• **What is needed**:
Output the entries below exactly, from the first line to the line holding "pub struct AnalysisTab", both included.

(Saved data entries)
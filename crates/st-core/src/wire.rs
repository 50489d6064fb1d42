//! Serde helpers for fields the server sends in more than one shape.

use serde::{Deserialize, Deserializer};
use serde_json::Value;

/// Identifiers arrive as strings or integers; hold them as strings.
pub fn opt_id<'de, D>(deserializer: D) -> Result<Option<String>, D::Error>
where
    D: Deserializer<'de>,
{
    Ok(value_to_text(Option::<Value>::deserialize(deserializer)?))
}

pub fn id<'de, D>(deserializer: D) -> Result<String, D::Error>
where
    D: Deserializer<'de>,
{
    opt_id(deserializer).map(Option::unwrap_or_default)
}

/// Free text that may arrive as a string, a structured value, or null.
pub fn opt_text<'de, D>(deserializer: D) -> Result<Option<String>, D::Error>
where
    D: Deserializer<'de>,
{
    opt_id(deserializer)
}

fn value_to_text(value: Option<Value>) -> Option<String> {
    match value? {
        Value::Null => None,
        Value::String(text) if text.is_empty() => None,
        Value::String(text) => Some(text),
        other => Some(other.to_string()),
    }
}
//! Display schema for analysis results.
//!
//! Every result produced by [`crate::normalize_result`] carries exactly the
//! tabs in [`TabId::ALL`], in that order, so renderers never branch on tab
//! existence.

use schemars::JsonSchema;
use serde::{Deserialize, Serialize};

use crate::enums::{Priority, TabId};

/// A single categorized finding inside an analysis tab.
#[derive(Debug, Clone, PartialEq, Eq, Default, Serialize, Deserialize, JsonSchema)]
pub struct AnalysisItem {
    pub title: String,
    #[serde(default)]
    pub why_important: String,
    #[serde(default)]
    pub guidance: String,
    #[serde(default)]
    pub details: String,
    #[serde(default)]
    pub milestone: String,
    #[serde(default)]
    pub date: String,
    /// Verbatim text the finding was drawn from.
    #[serde(default)]
    pub source_excerpt: String,
    /// Character offset of the excerpt in the submitted document.
    #[serde(default)]
    pub source_start: Option<i64>,
    #[serde(default)]
    pub source_end: Option<i64>,
    #[serde(default)]
    pub priority: Priority,
}

/// A tab of items sharing a category.
#[derive(Debug, Clone, PartialEq, Eq, Serialize, Deserialize, JsonSchema)]
pub struct AnalysisTab {
    pub id: TabId,
    pub title: String,
    pub items: Vec<AnalysisItem>,
}

/// Normalized analysis output.
#[derive(Debug, Clone, PartialEq, Eq, Serialize, Deserialize, JsonSchema)]
pub struct AnalysisResult {
    pub summary: String,
    pub tabs: Vec<AnalysisTab>,
}

impl AnalysisResult {
    /// A result with every tab present and no items.
    #[must_use]
    pub fn empty() -> Self {
        Self {
            summary: String::new(),
            tabs: TabId::ALL
                .into_iter()
                .map(|id| AnalysisTab {
                    id,
                    title: id.default_title().to_string(),
                    items: Vec::new(),
                })
                .collect(),
        }
    }

    #[must_use]
    pub fn tab(&self, id: TabId) -> Option<&AnalysisTab> {
        self.tabs.iter().find(|tab| tab.id == id)
    }

    #[must_use]
    pub fn item_count(&self) -> usize {
        self.tabs.iter().map(|tab| tab.items.len()).sum()
    }
}

#[cfg(test)]
mod tests {
    use super::*;

    #[test]
    fn empty_result_has_every_tab_in_order() {
        let result = AnalysisResult::empty();
        let ids: Vec<TabId> = result.tabs.iter().map(|tab| tab.id).collect();
        assert_eq!(ids, TabId::ALL.to_vec());
        assert_eq!(result.item_count(), 0);
    }

    #[test]
    fn tab_lookup_finds_items_by_id() {
        let mut result = AnalysisResult::empty();
        result.tabs[3].items.push(AnalysisItem {
            title: "Data sheet".into(),
            ..Default::default()
        });
        assert_eq!(result.item_count(), 1);
        assert_eq!(
            result
                .tab(TabId::TechnicalRequirements)
                .map(|tab| tab.items.len()),
            Some(1)
        );
    }
}
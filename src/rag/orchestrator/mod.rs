
use std::sync::Arc;
use std::time::Duration;

use serde_json::{Value, json};
use tracing::{debug, error, info, warn};

use super::classify::{FailureClassifier, FailureKind, KeywordClassifier};
use super::prompt::{DEFAULT_MAX_CONTEXT_CHARS, build_prompt};
use super::retriever::{DEFAULT_TOP_K, Retriever};
use super::small_talk::is_small_talk;
use crate::config::Config;
use crate::generation::{GenerationError, Generator};
use crate::{DocsError, Result};

pub const QUOTA_MESSAGE: &str =
    "Generation API quota exhausted. Please try again later or upgrade your plan.";

const DEFAULT_GENERATION_TIMEOUT: Duration = Duration::from_secs(60);

/// Final state of one answer request
#[derive(Debug, Clone, PartialEq, Eq)]
pub enum AnswerOutcome {
    Answered(String),
    QuotaExceeded(String),
    Failed(String),
}

impl AnswerOutcome {
    #[inline]
    pub fn status_code(&self) -> u16 {
        match self {
            Self::Answered(_) => 200,
            Self::QuotaExceeded(_) => 429,
            Self::Failed(_) => 400,
        }
    }

    #[inline]
    pub fn is_answered(&self) -> bool {
        matches!(self, Self::Answered(_))
    }

    #[inline]
    pub fn message(&self) -> &str {
        match self {
            Self::Answered(text) | Self::QuotaExceeded(text) | Self::Failed(text) => text,
        }
    }

    /// JSON body for an HTTP caller
    #[inline]
    pub fn to_payload(&self) -> Value {
        match self {
            Self::Answered(answer) => json!({ "answer": answer }),
            Self::QuotaExceeded(message) => json!({ "error": "RATE_LIMIT", "message": message }),
            Self::Failed(message) => json!({ "error": "GENERATION_FAILED", "message": message }),
        }
    }

    #[inline]
    pub fn into_result(self) -> Result<String> {
        match self {
            Self::Answered(answer) => Ok(answer),
            Self::QuotaExceeded(message) => Err(DocsError::GenerationQuotaExceeded(message)),
            Self::Failed(message) => Err(DocsError::GenerationFailure(message)),
        }
    }
}

/// Incoming question as sent by a chat client
#[derive(Debug, Clone, PartialEq, Eq)]
pub struct AskRequest {
    pub question: String,
}

impl AskRequest {
    /// Take the first non-empty string among `query`, `question` and `message`
    #[inline]
    pub fn from_value(value: &Value) -> Self {
        let question = ["query", "question", "message"]
            .iter()
            .filter_map(|field| value.get(field).and_then(Value::as_str))
            .find(|text| !text.is_empty())
            .unwrap_or_default()
            .to_string();

        Self { question }
    }
}

/// Small talk goes straight to the generator; everything else is answered
/// from retrieved context. Each request makes one generation attempt.
pub struct AnswerOrchestrator {
    retriever: Retriever,
    generator: Arc<dyn Generator>,
    classifier: Arc<dyn FailureClassifier>,
    top_k: usize,
    max_context_chars: usize,
    instructions: Option<String>,
    timeout: Duration,
}

impl AnswerOrchestrator {
    #[inline]
    pub fn new(retriever: Retriever, generator: Arc<dyn Generator>) -> Self {
        Self {
            retriever,
            generator,
            classifier: Arc::new(KeywordClassifier),
            top_k: DEFAULT_TOP_K,
            max_context_chars: DEFAULT_MAX_CONTEXT_CHARS,
            instructions: None,
            timeout: DEFAULT_GENERATION_TIMEOUT,
        }
    }

    /// Orchestrator using the retrieval and timeout settings from `config`
    #[inline]
    pub fn from_config(
        config: &Config,
        retriever: Retriever,
        generator: Arc<dyn Generator>,
    ) -> Self {
        Self::new(retriever, generator)
            .with_top_k(config.retrieval.top_k)
            .with_max_context_chars(config.retrieval.max_context_chars)
            .with_timeout(config.generation.timeout())
    }

    #[inline]
    pub fn with_classifier(mut self, classifier: Arc<dyn FailureClassifier>) -> Self {
        self.classifier = classifier;
        self
    }

    #[inline]
    pub fn with_top_k(mut self, top_k: usize) -> Self {
        self.top_k = top_k;
        self
    }

    #[inline]
    pub fn with_max_context_chars(mut self, max_context_chars: usize) -> Self {
        self.max_context_chars = max_context_chars;
        self
    }

    #[inline]
    pub fn with_instructions(mut self, instructions: impl Into<String>) -> Self {
        self.instructions = Some(instructions.into());
        self
    }

    #[inline]
    pub fn with_timeout(mut self, timeout: Duration) -> Self {
        self.timeout = timeout;
        self
    }

    #[inline]
    pub async fn answer_request(&self, request: &AskRequest) -> AnswerOutcome {
        self.answer(&request.question).await
    }

    #[inline]
    pub async fn answer(&self, question: &str) -> AnswerOutcome {
        if is_small_talk(question) {
            debug!("Small talk detected, skipping retrieval");
            return self.generate(question).await;
        }

        let context = match self.retriever.retrieve_context(question, self.top_k).await {
            Ok(context) => context,
            Err(e) => {
                error!("Retrieval failed: {}", e);
                return AnswerOutcome::Failed(failure_message(&e));
            }
        };

        let prompt = build_prompt(
            question,
            &context,
            self.instructions.as_deref(),
            self.max_context_chars,
        );
        debug!(
            "Built prompt with {} context chars",
            context.chars().count()
        );

        self.generate(&prompt).await
    }

    async fn generate(&self, prompt: &str) -> AnswerOutcome {
        let result = tokio::time::timeout(self.timeout, self.generator.generate(prompt))
            .await
            .unwrap_or_else(|_| {
                Err(GenerationError::new(format!(
                    "Generation timed out after {:?}",
                    self.timeout
                )))
            });

        match result {
            Ok(answer) => {
                info!("Generated answer with {}", self.generator.name());
                AnswerOutcome::Answered(answer)
            }
            Err(e) => match self.classifier.classify(&e) {
                FailureKind::Quota => {
                    warn!("Generation quota exhausted: {}", e);
                    AnswerOutcome::QuotaExceeded(QUOTA_MESSAGE.to_string())
                }
                FailureKind::Other => {
                    error!("Generation failed: {}", e);
                    AnswerOutcome::Failed(failure_message(&e))
                }
            },
        }
    }
}

fn failure_message(error: &dyn std::fmt::Display) -> String {
    format!("RAG pipeline failed: {error}")
}
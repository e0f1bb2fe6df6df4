use criterion::{Criterion, criterion_group, criterion_main};
use docs_answer::embeddings::{ChunkingConfig, chunk_text};
use docs_answer::loaders::LoaderRegistry;
use std::fmt::Write;
use std::hint::black_box;

fn sample_page() -> String {
    let mut html = String::from("<html><head><style>p { color: red; }</style></head><body>");
    for section in 0..200 {
        let _ = write!(
            html,
            "<h2>Section {section}</h2><p>Configuration options for section {section} \
             control how the router restarts, which ports it listens on, and how long \
             it waits before retrying a failed connection. Überprüfen Sie die Einstellungen.</p>"
        );
    }
    html.push_str("</body></html>");
    html
}

pub fn criterion_benchmark(c: &mut Criterion) {
    let dir = tempfile::TempDir::new().expect("can create temp dir");
    let page_path = dir.path().join("page.html");
    std::fs::write(&page_path, sample_page()).expect("can write test page");

    let loaders = LoaderRegistry::with_defaults();
    let content = loaders.load(&page_path).expect("can load test page");
    let config = ChunkingConfig::default();

    c.bench_function("chunking", |b| {
        b.iter(|| {
            chunk_text(
                black_box(&content),
                black_box(config.chunk_size),
                black_box(config.chunk_overlap),
            )
        })
    });

    c.bench_function("load_and_chunk_html", |b| {
        b.iter(|| {
            let text = loaders.load(black_box(&page_path)).expect("can load test page");
            config.chunk(&text)
        })
    });
}

criterion_group!(benches, criterion_benchmark);
criterion_main!(benches);
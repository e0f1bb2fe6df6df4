// Database module
// Flat vector index plus slot-addressed chunk store, persisted as a JSON pair
// and shared with readers as immutable snapshots

pub mod document_store;
pub mod vector_index;


use std::ops::Range;
use std::path::{Path, PathBuf};
use std::sync::Arc;

use serde::{Deserialize, Serialize};
use tokio::sync::{Mutex, MutexGuard, RwLock};
use tracing::{debug, info, warn};

pub use document_store::{Chunk, DocumentStore};
pub use vector_index::VectorIndex;

use crate::config::Config;
use crate::embeddings::Embedder;
use crate::{DocsError, Result};

pub const VECTORS_FILE: &str = "vectors.json";
pub const DOCUMENTS_FILE: &str = "documents.json";
pub(crate) const FORMAT_VERSION: u32 = 1;

/// Identity shared by both persisted artifacts
#[derive(Debug, Clone, PartialEq, Eq, Serialize, Deserialize)]
pub struct SnapshotMeta {
    pub generation: u64,
    pub model: String,
}

/// Immutable pairing of vectors and chunks; slot `i` in one is slot `i` in the other
#[derive(Debug, Clone)]
pub struct IndexSnapshot {
    meta: SnapshotMeta,
    index: VectorIndex,
    store: DocumentStore,
}

impl IndexSnapshot {
    #[inline]
    pub fn empty(dimension: usize, model: impl Into<String>) -> Self {
        Self {
            meta: SnapshotMeta {
                generation: 0,
                model: model.into(),
            },
            index: VectorIndex::new(dimension),
            store: DocumentStore::new(),
        }
    }

    #[inline]
    pub fn generation(&self) -> u64 {
        self.meta.generation
    }

    #[inline]
    pub fn model(&self) -> &str {
        &self.meta.model
    }

    #[inline]
    pub fn index(&self) -> &VectorIndex {
        &self.index
    }

    #[inline]
    pub fn store(&self) -> &DocumentStore {
        &self.store
    }

    #[inline]
    pub fn len(&self) -> usize {
        self.store.len()
    }

    #[inline]
    pub fn is_empty(&self) -> bool {
        self.store.is_empty() || self.index.is_empty()
    }

    /// Add vectors and their chunks as one unit. Nothing is added on error.
    #[inline]
    pub fn stage(&mut self, vectors: Vec<Vec<f32>>, chunks: Vec<Chunk>) -> Result<Range<usize>> {
        if vectors.len() != chunks.len() {
            return Err(DocsError::Embedding(format!(
                "{} vectors for {} chunks",
                vectors.len(),
                chunks.len()
            )));
        }

        let first_slot = self.index.add(vectors)?;
        let slots = self.store.append(chunks);
        debug_assert_eq!(first_slot, slots.start);
        Ok(slots)
    }

    fn save(&self, dir: &Path) -> Result<()> {
        std::fs::create_dir_all(dir)?;

        let vectors_tmp = dir.join(format!("{VECTORS_FILE}.tmp"));
        let documents_tmp = dir.join(format!("{DOCUMENTS_FILE}.tmp"));

        self.index.save(&vectors_tmp, &self.meta)?;
        self.store.save(&documents_tmp, &self.meta)?;

        std::fs::rename(&documents_tmp, dir.join(DOCUMENTS_FILE))?;
        std::fs::rename(&vectors_tmp, dir.join(VECTORS_FILE))?;
        Ok(())
    }

    fn load(dir: &Path) -> Result<Option<Self>> {
        let vectors_path = dir.join(VECTORS_FILE);
        let documents_path = dir.join(DOCUMENTS_FILE);

        match (vectors_path.exists(), documents_path.exists()) {
            (false, false) => return Ok(None),
            (true, true) => {}
            _ => {
                return Err(DocsError::IndexUnavailable(format!(
                    "only one of {VECTORS_FILE} and {DOCUMENTS_FILE} exists in {}",
                    dir.display()
                )));
            }
        }

        let (index, vector_meta) = VectorIndex::load(&vectors_path)?;
        let (store, document_meta) = DocumentStore::load(&documents_path)?;

        if vector_meta != document_meta {
            return Err(DocsError::IndexUnavailable(format!(
                "artifact mismatch: vectors at generation {} ({}), documents at generation {} ({})",
                vector_meta.generation,
                vector_meta.model,
                document_meta.generation,
                document_meta.model
            )));
        }
        if index.len() != store.len() {
            return Err(DocsError::IndexUnavailable(format!(
                "{} vectors but {} chunks",
                index.len(),
                store.len()
            )));
        }

        Ok(Some(Self {
            meta: vector_meta,
            index,
            store,
        }))
    }
}

/// Proof that the caller holds the single ingestion slot
pub struct WriterGuard<'a> {
    _guard: MutexGuard<'a, ()>,
}

/// Owner of the process-wide index snapshot
///
/// Readers grab an `Arc` to the current snapshot and keep it for the whole
/// query. Writers are serialized, build a new snapshot off to the side, persist
/// it and only then swap it in.
pub struct IndexService {
    dir: PathBuf,
    dimension: usize,
    model: String,
    state: RwLock<Option<Arc<IndexSnapshot>>>,
    writer: Mutex<()>,
}

impl IndexService {
    #[inline]
    pub fn new(dir: impl Into<PathBuf>, dimension: usize, model: impl Into<String>) -> Self {
        Self {
            dir: dir.into(),
            dimension,
            model: model.into(),
            state: RwLock::new(None),
            writer: Mutex::new(()),
        }
    }

    #[inline]
    pub fn from_config(config: &Config) -> Self {
        Self::new(
            config.index_dir(),
            config.ollama.embedding_dimension as usize,
            config.ollama.model.clone(),
        )
    }

    #[inline]
    pub fn dir(&self) -> &Path {
        &self.dir
    }

    #[inline]
    pub fn model(&self) -> &str {
        &self.model
    }

    /// Fail with `ModelMismatch` unless `embedder` produces this index's vectors
    #[inline]
    pub fn check_embedder(&self, embedder: &dyn Embedder) -> Result<()> {
        if embedder.model_id() == self.model {
            return Ok(());
        }
        Err(DocsError::ModelMismatch {
            indexed: self.model.clone(),
            configured: embedder.model_id().to_string(),
        })
    }

    /// Empty snapshot for this index's dimension and model
    #[inline]
    pub fn empty_snapshot(&self) -> IndexSnapshot {
        IndexSnapshot::empty(self.dimension, self.model.clone())
    }

    /// Current snapshot, loading it from disk on first use
    ///
    /// A missing index yields an empty snapshot. Unreadable artifacts yield
    /// `IndexUnavailable` and are retried on the next call.
    #[inline]
    pub async fn snapshot(&self) -> Result<Arc<IndexSnapshot>> {
        let current = self.state.read().await.clone();
        if let Some(snapshot) = current {
            return Ok(snapshot);
        }

        let mut state = self.state.write().await;
        if let Some(snapshot) = state.as_ref() {
            return Ok(Arc::clone(snapshot));
        }

        let snapshot = Arc::new(self.load_from_disk().await?);
        *state = Some(Arc::clone(&snapshot));
        Ok(snapshot)
    }

    /// Take the ingestion slot. Held for the whole build-persist-swap cycle.
    #[inline]
    pub async fn lock_writer(&self) -> WriterGuard<'_> {
        WriterGuard {
            _guard: self.writer.lock().await,
        }
    }

    /// Persist `snapshot` as the next generation and make it current
    #[inline]
    pub async fn commit(
        &self,
        _writer: &WriterGuard<'_>,
        mut snapshot: IndexSnapshot,
    ) -> Result<Arc<IndexSnapshot>> {
        let previous = self
            .state
            .read()
            .await
            .as_ref()
            .map_or(0, |current| current.generation());
        snapshot.meta = SnapshotMeta {
            generation: previous.max(snapshot.meta.generation) + 1,
            model: self.model.clone(),
        };

        let snapshot = Arc::new(snapshot);
        let dir = self.dir.clone();
        let to_save = Arc::clone(&snapshot);
        tokio::task::spawn_blocking(move || to_save.save(&dir))
            .await
            .map_err(|e| DocsError::Other(anyhow::anyhow!("Persist task failed: {e}")))??;

        *self.state.write().await = Some(Arc::clone(&snapshot));

        info!(
            "Committed index generation {} with {} chunks",
            snapshot.generation(),
            snapshot.len()
        );
        Ok(snapshot)
    }

    async fn load_from_disk(&self) -> Result<IndexSnapshot> {
        let dir = self.dir.clone();
        let loaded = tokio::task::spawn_blocking(move || IndexSnapshot::load(&dir))
            .await
            .map_err(|e| DocsError::Other(anyhow::anyhow!("Load task failed: {e}")))?;

        let loaded = match loaded {
            Ok(loaded) => loaded,
            Err(e @ DocsError::IndexUnavailable(_)) => {
                warn!("Persisted index in {} is unusable: {}", self.dir.display(), e);
                return Err(e);
            }
            Err(e) => {
                warn!("Failed to read index from {}: {}", self.dir.display(), e);
                return Err(DocsError::IndexUnavailable(e.to_string()));
            }
        };

        let Some(snapshot) = loaded else {
            debug!("No index found in {}, starting empty", self.dir.display());
            return Ok(self.empty_snapshot());
        };

        if snapshot.model() != self.model {
            return Err(DocsError::ModelMismatch {
                indexed: snapshot.model().to_string(),
                configured: self.model.clone(),
            });
        }
        if snapshot.index.dimension() != self.dimension {
            return Err(DocsError::DimensionMismatch {
                expected: self.dimension,
                actual: snapshot.index.dimension(),
            });
        }

        info!(
            "Loaded index generation {} with {} chunks from {}",
            snapshot.generation(),
            snapshot.len(),
            self.dir.display()
        );
        Ok(snapshot)
    }
}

• **Solution**:
filename crates/st-core/src/wire.rs
repository 50489d6064fb1d42
//! Serde helpers for fields the server sends in more than one shape.

use serde::{Deserialize, Deserializer};
use serde_json::Value;

/// Identifiers arrive as strings or integers; hold them as strings.
pub fn opt_id<'de, D>(deserializer: D) -> Result<Option<String>, D::Error>
where
    D: Deserializer<'de>,
{
    Ok(value_to_text(Option::<Value>::deserialize(deserializer)?))
}

pub fn id<'de, D>(deserializer: D) -> Result<String, D::Error>
where
    D: Deserializer<'de>,
{
    opt_id(deserializer).map(Option::unwrap_or_default)
}

/// Free text that may arrive as a string, a structured value, or null.
pub fn opt_text<'de, D>(deserializer: D) -> Result<Option<String>, D::Error>
where
    D: Deserializer<'de>,
{
    opt_id(deserializer)
}

fn value_to_text(value: Option<Value>) -> Option<String> {
    match value? {
        Value::Null => None,
        Value::String(text) if text.is_empty() => None,
        Value::String(text) => Some(text),
        other => Some(other.to_string()),
    }
}
//! Display schema for analysis results.
//!
//! Every result produced by [`crate::normalize_result`] carries exactly the
//! tabs in [`TabId::ALL`], in that order, so renderers never branch on tab
//! existence.

use schemars::JsonSchema;
use serde::{Deserialize, Serialize};

use crate::enums::{Priority, TabId};

/// A single categorized finding inside an analysis tab.
#[derive(Debug, Clone, PartialEq, Eq, Default, Serialize, Deserialize, JsonSchema)]
pub struct AnalysisItem {
    pub title: String,
    #[serde(default)]
    pub why_important: String,
    #[serde(default)]
    pub guidance: String,
    #[serde(default)]
    pub details: String,
    #[serde(default)]
    pub milestone: String,
    #[serde(default)]
    pub date: String,
    /// Verbatim text the finding was drawn from.
    #[serde(default)]
    pub source_excerpt: String,
    /// Character offset of the excerpt in the submitted document.
    #[serde(default)]
    pub source_start: Option<i64>,
    #[serde(default)]
    pub source_end: Option<i64>,
    #[serde(default)]
    pub priority: Priority,
}

/// A tab of items sharing a category.
#[derive(Debug, Clone, PartialEq, Eq, Serialize, Deserialize, JsonSchema)]
pub struct AnalysisTab {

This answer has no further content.